ITEM 2. ACQUISITION OR DISPOSITION OF ASSETS
Pursuant to an Agreement and Plan of Merger, on June 29, 1998 (the
"Agreement"), UbiCube Acquisition Corp. ("UAC"), a wholly owned subsidiary of
THINK New Ideas, Inc. (the "Company") acquired all of the issued and outstanding
shares of capital stock of UbiCube Group, Inc., a Delaware corporation
("UbiCube"). As a result of the acquisition, UbiCube was merged with and into
UAC and UAC thereby acquired certain interactive companies in London and in San
Francisco in exchange for issuance of:
(a) 154,257 shares of common stock (the "THINK Stock") having an aggregate
value of approximately $4,000,000 at the closing; and
(b) 154,257 shares of THINK Stock having an aggregate value of
approximately $4,000,000, which stock was placed in escrow pending release of
portions thereof on each of January 15, 1999, January 15, 2000 and March 1,
2001.
In addition to the foregoing, the Company may issue additional shares of
THINK Stock to the former shareholders of UAC of up to approximately $9.0
million, subject to the attainment by UAC of certain revenue and profit targets
during the three years following the closing.
In connection with the acquisition, the Company has also agreed to enter
into employment agreements with several employees of UbiCube and its
subsidiaries and agreed to grant to the new employees options to acquire up to
125,000 shares of THINK Stock.
The amount and nature of the consideration paid in connection with the
transactions reported herein were the result of arm's length negotiations
between the parties.

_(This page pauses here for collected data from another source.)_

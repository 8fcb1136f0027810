//! Collision detection modules: geometric queries, narrow phase, and the
//! quadtree broad phase.

pub mod broadphase;
pub mod narrowphase;
pub mod queries;

pub use broadphase::{InsertOutcome, QuadBounds, Quadtree, Sweep};
pub use narrowphase::{Contact, NarrowPhase, Penetration, SatProbe};
pub use queries::{ClosestEdgePoint, LineSegment};
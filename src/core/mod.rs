//! Core types describing collidable shapes and shared data.

pub mod shape;
pub mod types;

pub use shape::{Collidable, InvalidGeometry, ShapeKind};
pub use types::Material;
use std::cell::RefCell;
use std::collections::HashMap;
use std::rc::Rc;

use collide2d::*;

const DT: f32 = 1.0 / 60.0;

fn main() {
    let bounds = QuadBounds::axis_aligned(Vec2::ZERO, Vec2::new(400.0, 300.0));
    let mut engine = CollisionEngine::new(bounds, 4);

    // Static walls just inside the world bound.
    engine.add_shape(Collidable::aabb(200.0, 15.0, 360.0, 10.0).with_tag(-1));
    engine.add_shape(Collidable::aabb(200.0, 285.0, 360.0, 10.0).with_tag(-2));
    engine.add_shape(Collidable::aabb(15.0, 150.0, 10.0, 260.0).with_tag(-3));
    engine.add_shape(Collidable::aabb(385.0, 150.0, 10.0, 260.0).with_tag(-4));

    let velocities: Rc<RefCell<HashMap<i64, Vec2>>> = Rc::new(RefCell::new(HashMap::new()));
    let mut ball_ids = Vec::new();
    for i in 0..8 {
        let tag = i as i64;
        let x = 60.0 + i as f32 * 40.0;
        let id = engine.add_shape(Collidable::circle(x, 150.0, 12.0).unwrap().with_tag(tag));
        ball_ids.push(id);
        velocities
            .borrow_mut()
            .insert(tag, Vec2::new(40.0 + i as f32 * 15.0, 25.0 - i as f32 * 10.0));
    }

    let handler_velocities = Rc::clone(&velocities);
    engine.set_resolve(move |reference, incident, _face, _support| {
        // Crude response: reverse whichever moving shape took part.
        let mut velocities = handler_velocities.borrow_mut();
        for shape in [&*reference, &*incident] {
            if let Some(velocity) = velocities.get_mut(&shape.tag()) {
                *velocity = -*velocity;
            }
        }
    });

    for frame in 0..240 {
        {
            let world = engine.world_mut();
            let velocities = velocities.borrow();
            for &id in &ball_ids {
                if let Some(shape) = world.shape_mut(id) {
                    if let (Some(velocity), ShapeKind::Circle { center, .. }) =
                        (velocities.get(&shape.tag()), &mut shape.kind)
                    {
                        *center += *velocity * DT;
                    }
                }
            }
        }
        engine.step();

        if frame % 60 == 0 {
            let first = engine.get_shape(ball_ids[0]).and_then(|s| s.as_circle());
            println!("frame {frame}: ball 0 at {:?}", first.map(|(c, _)| c));
        }
    }

    engine.world().profiler().report();
}
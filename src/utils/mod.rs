//! Utility helpers including the shape arena, logging, and profiling.

pub mod allocator;
pub mod logging;
pub mod profiling;

pub use allocator::{Arena, ShapeId};
pub use profiling::CollisionProfiler;
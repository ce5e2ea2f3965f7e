//! Typed state graph — the compiled form of a machine description.
//!
//! Nodes live in an arena indexed by [`NodeId`]; the arena is filled in
//! pre-order during lowering, so arena order *is* document order and
//! comparing ids compares document positions.

use std::collections::{BTreeSet, HashMap};

use serde::{Deserialize, Serialize};
use serde_json::{Map, Value};

use crate::types::NodeId;

#[derive(Clone, Copy, Debug, PartialEq, Eq, Serialize, Deserialize)]
pub enum HistoryKind {
    Shallow,
    Deep,
}

#[derive(Clone, Debug, PartialEq, Eq, Serialize, Deserialize)]
pub enum StateKind {
    Atomic,
    Compound,
    Parallel,
    Final,
    History(HistoryKind),
}

/// What fires a transition.
#[derive(Clone, Debug, PartialEq, Serialize, Deserialize)]
pub enum Trigger {
    /// Exact-name match against an external or raised event.
    Event(String),
    /// Eventless ("always"): re-evaluated after every microstep.
    Always,
    /// An `after` entry; matches only the fire event carrying `timer_id`.
    After { delay_ms: u64, timer_id: String },
    /// The owning compound/parallel completed (a final descendant entered).
    Done,
    /// The owning state's invoked service resolved.
    ServiceDone,
    /// The owning state's invoked service failed.
    ServiceError,
}

#[derive(Clone, Debug, Serialize, Deserialize)]
pub struct Transition {
    pub source: NodeId,
    pub trigger: Trigger,
    /// Empty for internal transitions (actions only, no exit/entry).
    pub targets: Vec<NodeId>,
    pub internal: bool,
    pub guard: Option<String>,
    /// `in`-condition: the named node must be active at selection time.
    pub in_state: Option<NodeId>,
    pub actions: Vec<String>,
}

/// Invoked-service declaration; `onDone`/`onError` become transitions with
/// [`Trigger::ServiceDone`]/[`Trigger::ServiceError`] on the same node.
#[derive(Clone, Debug, Serialize, Deserialize)]
pub struct InvokeSpec {
    pub src: String,
}

#[derive(Clone, Debug, Serialize, Deserialize)]
pub struct StateNode {
    /// Fully-qualified identifier, e.g. `#light.red.walk`.
    pub id: String,
    /// Local key within the parent's `states` map.
    pub key: String,
    pub parent: Option<NodeId>,
    pub kind: StateKind,
    /// Document order.
    pub children: Vec<NodeId>,
    /// Initial child, required for compound states.
    pub initial: Option<NodeId>,
    pub entry: Vec<String>,
    pub exit: Vec<String>,
    pub transitions: Vec<Transition>,
    pub invoke: Option<InvokeSpec>,
}

impl StateNode {
    pub fn is_leaf_kind(&self) -> bool {
        matches!(self.kind, StateKind::Atomic | StateKind::Final)
    }

    pub fn history_kind(&self) -> Option<HistoryKind> {
        match self.kind {
            StateKind::History(kind) => Some(kind),
            _ => None,
        }
    }
}

/// The compiled machine description.
#[derive(Clone, Debug)]
pub struct StateGraph {
    /// Root identifier as used in fq ids (isolation suffix included).
    pub machine_id: String,
    /// The id the description declared, before any isolation suffix.
    pub source_id: String,
    pub root: NodeId,
    pub nodes: Vec<StateNode>,
    /// Fully-qualified id → node.
    pub ids: HashMap<String, NodeId>,
    pub initial_context: Map<String, Value>,
    /// SHA-256 of the canonical re-serialization.
    pub definition_version: [u8; 32],
    pub(crate) canonical: String,
}

impl StateGraph {
    pub fn node(&self, id: NodeId) -> &StateNode {
        &self.nodes[id]
    }

    pub fn len(&self) -> usize {
        self.nodes.len()
    }

    pub fn is_empty(&self) -> bool {
        self.nodes.is_empty()
    }

    pub fn lookup(&self, fq_id: &str) -> Option<NodeId> {
        self.ids.get(fq_id).copied()
    }

    /// Canonical re-serialization of the description: strict JSON, double
    /// quotes, absolute targets, original (non-isolated) root id. Parsing
    /// it back yields a behaviorally identical machine.
    pub fn to_canonical_json(&self) -> &str {
        &self.canonical
    }

    /// Iterator over `node` and its ancestors up to the root, nearest first.
    pub fn self_and_ancestors(&self, node: NodeId) -> impl Iterator<Item = NodeId> + '_ {
        std::iter::successors(Some(node), move |&n| self.nodes[n].parent)
    }

    /// True when `anc` is a proper ancestor of `desc`.
    pub fn is_proper_ancestor(&self, anc: NodeId, desc: NodeId) -> bool {
        let mut cur = self.nodes[desc].parent;
        while let Some(n) = cur {
            if n == anc {
                return true;
            }
            cur = self.nodes[n].parent;
        }
        false
    }

    pub fn is_self_or_ancestor(&self, anc: NodeId, desc: NodeId) -> bool {
        anc == desc || self.is_proper_ancestor(anc, desc)
    }

    /// Least common compound ancestor of `source` and `targets`: the
    /// nearest proper ancestor of all of them whose kind is compound (or
    /// the root). Exit and entry sets are computed relative to it.
    pub fn lcca(&self, source: NodeId, targets: &[NodeId]) -> NodeId {
        let mut cur = self.nodes[source].parent;
        while let Some(candidate) = cur {
            let compound_like = candidate == self.root
                || matches!(self.nodes[candidate].kind, StateKind::Compound);
            if compound_like
                && targets
                    .iter()
                    .all(|&t| self.is_proper_ancestor(candidate, t))
            {
                return candidate;
            }
            cur = self.nodes[candidate].parent;
        }
        self.root
    }

    /// Active leaves of a configuration: entered nodes none of whose
    /// children are entered. Document order.
    pub fn active_leaves(&self, config: &BTreeSet<NodeId>) -> Vec<NodeId> {
        config
            .iter()
            .copied()
            .filter(|&n| !self.nodes[n].children.iter().any(|c| config.contains(c)))
            .collect()
    }

    /// True when `node` (compound or parallel) has reached completion in
    /// `config`: a compound's active child is final, a parallel's regions
    /// all are.
    pub fn in_final_state(&self, config: &BTreeSet<NodeId>, node: NodeId) -> bool {
        match self.nodes[node].kind {
            StateKind::Compound => self.nodes[node]
                .children
                .iter()
                .any(|&c| config.contains(&c) && self.nodes[c].kind == StateKind::Final),
            StateKind::Parallel => self.nodes[node]
                .children
                .iter()
                .all(|&c| config.contains(&c) && self.in_final_state(config, c)),
            _ => false,
        }
    }

    /// Names of every action the description references, deduplicated.
    pub fn action_names(&self) -> BTreeSet<&str> {
        let mut out = BTreeSet::new();
        for node in &self.nodes {
            out.extend(node.entry.iter().map(String::as_str));
            out.extend(node.exit.iter().map(String::as_str));
            for t in &node.transitions {
                out.extend(t.actions.iter().map(String::as_str));
            }
        }
        out
    }

    pub fn guard_names(&self) -> BTreeSet<&str> {
        self.nodes
            .iter()
            .flat_map(|n| n.transitions.iter())
            .filter_map(|t| t.guard.as_deref())
            .collect()
    }

    pub fn service_names(&self) -> BTreeSet<&str> {
        self.nodes
            .iter()
            .filter_map(|n| n.invoke.as_ref())
            .map(|i| i.src.as_str())
            .collect()
    }
}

No material relationships between the Company and UbiCube
or any of the Company's or UbiCube's affiliates, any directors or officers of
the Company or UbiCube or any associate of any such director or officer existed
prior to the occurrence or consummation of the transactions reported herein.
ITEM 3. BANKRUPTCY OR RECEIVERSHIP
Not Applicable.
ITEM 4. CHANGES IN REGISTRANT'S CERTIFYING ACCOUNTANTS
Not Applicable.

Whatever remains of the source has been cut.